Still, it’s a great story as over “the subsequent 90 minutes, 5,340 men from the ship got safely ashore. There was no panic as they disembarked; many even walked ashore. However, the captain’s attempts to beach the ship were thwarted by a coral reef.”
So now it’s a shore dive, and there are many wrecks which are – usually because the skipper tried to run the ship aground in order to potentially save it from sinking. A few ships were saved this way but most, like the Coolidge didn’t quite make it. The Coolidge hit the reef, listed badly, eventually capsized and slide down the slope a little.
Own Goal #2: USS Tucker
The USS Tucker was a destroyer – over 100m long and 10m wide and displacing 1,500 tons. She now rests a couple of kilometres away from the SS President Coolidge.
Here’s how Wikipedia describes her ‘Fate’.

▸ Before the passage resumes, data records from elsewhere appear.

use std::str::FromStr;

use crate::{
    CoSimulation, Error, ModelExchange, ScalarVariable, SimpleType, Unit, VariableDependency,
};

#[derive(Default, Debug, hard_xml::XmlRead, hard_xml::XmlWrite)]
#[xml(tag = "fmiModelDescription")]
pub struct Fmi2ModelDescription {
    /// Version of FMI ("2.0" for all FMI 2.0.x revisions).
    #[xml(attr = "fmiVersion")]
    pub fmi_version: String,

    /// The name of the model as used in the modeling environment that generated the XML file,
    /// such as Modelica.Mechanics.Rotational.Examples.CoupledClutches.
    #[xml(attr = "modelName")]
    pub model_name: String,

    /// Fingerprint of the XML file content to verify that XML file and C functions are compatible
    /// with each other.
    #[xml(attr = "guid")]
    pub guid: String,

    #[xml(attr = "description")]
    pub description: Option<String>,

    #[xml(attr = "author")]
    pub author: Option<String>,

    /// Version of the FMU, e.g. "1.4.1"
    #[xml(attr = "version")]
    pub version: Option<String>,

    #[xml(attr = "copyright")]
    pub copyright: Option<String>,

    #[xml(attr = "license")]
    pub license: Option<String>,

    /// Name of the tool that generated the XML file.
    #[xml(attr = "generationTool")]
    pub generation_tool: Option<String>,

    /// Date and time when the XML file was generated, e.g. 2009-12-08T14:33:22Z.
    #[xml(attr = "generationDateAndTime")]
    pub generation_date_and_time: Option<String>,

    #[xml(attr = "variableNamingConvention")]
    pub variable_naming_convention: Option<String>,

    /// Required for ModelExchange, ignored for CoSimulation (may be absent).
    #[xml(attr = "numberOfEventIndicators")]
    pub number_of_event_indicators: Option<u32>,

    /// If present, the FMU is based on FMI for Model Exchange
    #[xml(child = "ModelExchange")]
    pub model_exchange: Option<ModelExchange>,

    /// If present, the FMU is based on FMI for Co-Simulation
    #[xml(child = "CoSimulation")]
    pub co_simulation: Option<CoSimulation>,

    #[xml(child = "UnitDefinitions")]
    pub unit_definitions: Option<UnitDefinitions>,

    #[xml(child = "TypeDefinitions")]
    pub type_definitions: Option<TypeDefinitions>,

    #[xml(child = "LogCategories")]
    pub log_categories: Option<LogCategories>,

    #[xml(child = "DefaultExperiment")]
    pub default_experiment: Option<DefaultExperiment>,

    #[xml(child = "ModelVariables", default)]
    pub model_variables: ModelVariables,

    #[xml(child = "ModelStructure", default)]
    pub model_structure: ModelStructure,
}

impl FromStr for Fmi2ModelDescription {
    type Err = Error;

    fn from_str(s: &str) -> Result<Self, Self::Err> {
        hard_xml::XmlRead::from_str(s).map_err(|e| Error::XmlParse(e.to_string()))
    }
}

impl Fmi2ModelDescription {
    /// Total number of declared variables
    pub fn num_variables(&self) -> usize {
        self.model_variables.variables.len()
    }

    /// Number of continuous states (equals the number of declared derivatives)
    pub fn num_states(&self) -> usize {
        self.model_structure.derivatives.unknowns.len()
    }

    pub fn num_event_indicators(&self) -> usize {
        self.number_of_event_indicators.unwrap_or(0) as usize
    }

    pub fn model_variables(&self) -> impl Iterator<Item = &ScalarVariable> {
        self.model_variables.variables.iter()
    }

    pub fn model_variable_by_name(&self, name: &str) -> Result<&ScalarVariable, Error> {
        self.model_variables
            .variables
            .iter()
            .find(|var| var.name == name)
            .ok_or_else(|| Error::VariableNotFound(name.to_owned()))
    }
}

#[derive(Clone, Default, PartialEq, Debug, hard_xml::XmlRead, hard_xml::XmlWrite)]
#[xml(tag = "LogCategories", strict(unknown_attribute, unknown_element))]
pub struct LogCategories {
    #[xml(child = "Category")]
    pub categories: Vec<Category>,
}

#[derive(Clone, Default, PartialEq, Debug, hard_xml::XmlRead, hard_xml::XmlWrite)]
#[xml(tag = "Category")]
pub struct Category {
    #[xml(attr = "name")]
    pub name: String,
    #[xml(attr = "description")]
    pub description: Option<String>,
}

#[derive(Clone, Default, PartialEq, Debug, hard_xml::XmlRead, hard_xml::XmlWrite)]
#[xml(tag = "DefaultExperiment")]
pub struct DefaultExperiment {
    /// Default start time of the simulation
    #[xml(attr = "startTime")]
    pub start_time: Option<f64>,
    /// Default stop time of the simulation
    #[xml(attr = "stopTime")]
    pub stop_time: Option<f64>,
    /// Default relative integration tolerance
    #[xml(attr = "tolerance")]
    pub tolerance: Option<f64>,
    /// ModelExchange: default step size for fixed-step integrators.
    /// CoSimulation: preferred communicationStepSize.
    #[xml(attr = "stepSize")]
    pub step_size: Option<f64>,
}

#[derive(Default, Debug, hard_xml::XmlRead, hard_xml::XmlWrite)]
#[xml(tag = "UnitDefinitions", strict(unknown_attribute, unknown_element))]
pub struct UnitDefinitions {
    #[xml(child = "Unit")]
    pub units: Vec<Unit>,
}

#[derive(Default, Debug, hard_xml::XmlRead, hard_xml::XmlWrite)]
#[xml(tag = "TypeDefinitions", strict(unknown_attribute, unknown_element))]
pub struct TypeDefinitions {
    #[xml(child = "SimpleType")]
    pub types: Vec<SimpleType>,
}

#[derive(Default, Debug, hard_xml::XmlRead, hard_xml::XmlWrite)]
#[xml(tag = "ModelVariables")]
pub struct ModelVariables {
    #[xml(child = "ScalarVariable")]
    pub variables: Vec<ScalarVariable>,
}

#[derive(Default, PartialEq, Debug, hard_xml::XmlRead, hard_xml::XmlWrite)]
#[xml(tag = "ModelStructure")]
pub struct ModelStructure {
    #[xml(child = "Outputs", default)]
    pub outputs: Outputs,

    #[xml(child = "Derivatives", default)]
    pub derivatives: Derivatives,

    #[xml(child = "InitialUnknowns", default)]
    pub initial_unknowns: InitialUnknowns,
}

#[derive(Default, PartialEq, Debug, hard_xml::XmlRead, hard_xml::XmlWrite)]
#[xml(tag = "Outputs")]
pub struct Outputs {
    #[xml(child = "Unknown")]
    pub unknowns: Vec<VariableDependency>,
}

#[derive(Default, PartialEq, Debug, hard_xml::XmlRead, hard_xml::XmlWrite)]
#[xml(tag = "Derivatives")]
pub struct Derivatives {
    #[xml(child = "Unknown")]
    pub unknowns: Vec<VariableDependency>,
}

#[derive(Default, PartialEq, Debug, hard_xml::XmlRead, hard_xml::XmlWrite)]
#[xml(tag = "InitialUnknowns")]
pub struct InitialUnknowns {
    #[xml(child = "Unknown")]
    pub unknowns: Vec<VariableDependency>,
}

#[cfg(test)]
mod tests {
    use super::*;

    #[test]
    fn test_model_description() {
        let s = r##"<?xml version="1.0" encoding="UTF8"?>
<fmiModelDescription
 fmiVersion="2.0"
 modelName="MyLibrary.SpringMassDamper"
 guid="{8c4e810f-3df3-4a00-8276-176fa3c9f9e0}"
 description="Rotational Spring Mass Damper System"
 version="1.0"
 generationDateAndTime="2011-09-23T16:57:33Z"
 variableNamingConvention="structured"
 numberOfEventIndicators="2">
 <ModelVariables>
    <ScalarVariable name="x[1]" valueReference="0" initial="exact"> <Real/> </ScalarVariable>
    <ScalarVariable name="x[2]" valueReference="1" initial="exact"> <Real/> </ScalarVariable>
    <ScalarVariable name="PI.x" valueReference="46" description="State of block" causality="local" variability="continuous" initial="calculated">
        <Real relativeQuantity="false" />
    </ScalarVariable>
    <ScalarVariable name="der(PI.x)" valueReference="45" causality="local" variability="continuous" initial="calculated">
        <Real relativeQuantity="false" derivative="3" />
    </ScalarVariable>
 </ModelVariables>
 <ModelStructure>
    <Outputs><Unknown index="1" dependencies="1 2" /><Unknown index="2" /></Outputs>
    <Derivatives><Unknown index="4" dependencies="1 2" /></Derivatives>
    <InitialUnknowns />
</ModelStructure>
</fmiModelDescription>"##;
        let md = Fmi2ModelDescription::from_str(s).unwrap();
        assert_eq!(md.fmi_version, "2.0");
        assert_eq!(md.model_name, "MyLibrary.SpringMassDamper");
        assert_eq!(md.guid, "{8c4e810f-3df3-4a00-8276-176fa3c9f9e0}");
        assert_eq!(
            md.description.as_deref(),
            Some("Rotational Spring Mass Damper System")
        );
        assert_eq!(md.version.as_deref(), Some("1.0"));
        assert_eq!(md.variable_naming_convention, Some("structured".to_owned()));
        assert_eq!(md.number_of_event_indicators, Some(2));
        assert_eq!(md.num_variables(), 4);
        assert_eq!(md.num_states(), 1);
        assert_eq!(md.num_event_indicators(), 2);

        let outputs = &md.model_structure.outputs.unknowns;
        assert_eq!(outputs.len(), 2);
        assert_eq!(outputs[0].index, 1);
        assert_eq!(outputs[0].dependencies, vec![1, 2]);
        assert_eq!(outputs[1].index, 2);
        assert!(outputs[1].dependencies.is_empty());

        let derivatives = &md.model_structure.derivatives.unknowns;
        assert_eq!(derivatives.len(), 1);
        assert_eq!(derivatives[0].index, 4);
        assert_eq!(derivatives[0].dependencies, vec![1, 2]);
    }

    #[test]
    fn test_default_experiment() {
        use hard_xml::XmlRead;

        let s = r#"<DefaultExperiment startTime="0.0" stopTime="3.0" tolerance="0.0001" stepSize="0.01"/>"#;
        let de = DefaultExperiment::from_str(s).unwrap();
        assert_eq!(de.start_time, Some(0.0));
        assert_eq!(de.stop_time, Some(3.0));
        assert_eq!(de.tolerance, Some(0.0001));
        assert_eq!(de.step_size, Some(0.01));
    }

    #[test]
    fn test_model_variable_by_name() {
        let s = r##"<fmiModelDescription fmiVersion="2.0" modelName="m" guid="g">
 <ModelVariables>
    <ScalarVariable name="h" valueReference="0" causality="output"> <Real start="1"/> </ScalarVariable>
 </ModelVariables>
</fmiModelDescription>"##;
        let md = Fmi2ModelDescription::from_str(s).unwrap();
        assert_eq!(md.model_variable_by_name("h").unwrap().value_reference, 0);
        assert!(md.model_variable_by_name("missing").is_err());
    }
}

“On 4 August 1942, Tucker was leading the cargo ship SS Nira Luckenbach, who she’d escorted from Fiji, into the harbor at Espirtu Santo. As the destroyer headed into the western entrance, she struck a mine. The mine exploded, nearly tearing her hull in two at the No. 1 stack, killing all three crew members on watch in the forward fireroom. The rest of the ship’s company survived. USS Tucker slowly settled in the water. Nira Luckenbach and other vessels quickly rescued the destroyermen from their sinking ship. The stern of the Tucker sank the following morning and a diving party scuttled and sank the bow. Tucker had steamed into the Segundo Channel unaware that the minelayers Gamble, Breese, and Tracy had laid a field of mines at its western entrance. An investigation revealed that Tucker had been given no information regarding the existence of the minefield.”
I guess this was in the days before WhatsApp.
Her wreckage is scattered across the sea floor at around 24m. The bow and stern are still recognisable, but for much of the wreckage you need to use your imagination. Still a great dive though – and you can get to see most of it in the one dive.
Own Goals #3 to #1,003: Million Dollar Point
Santo’s Million Dollar Point – also called Million Dollar Beach – is a dump. Seriously. It gets its name from the price tag that the Americans put on the complete machinery of war of their task force – vehicles, trucks and other paraphernalia – which they tried and failed to sell firstly to the French, then the English and finally the locals – in turn – before bulldozing the whole lot into the ocean because they got no takers!
Now a shore dive of tracked and wheeled vehicles, and various other machines (and boats – some of which sunk trying to salvage wreckage) in about 15-25m of water just off the beach near Luganville. Within spitting distance of the Coolidge. Makes a great second dive after a lunch stop and a spot of beach-combing on the beach itself.
If you’re not a wreck diver per se – don’t worry, Espiritu Santo has plenty of nice reefs to dive too – just don’t poke anything that looks like it doesn’t belong there.
And there’s more to Santo than just diving. There’s a few great resorts; you can take a trip up north to Champagne Beach; there’s a cavern to explore; take a boat trip up the river; and a number of blue holes to cool off in.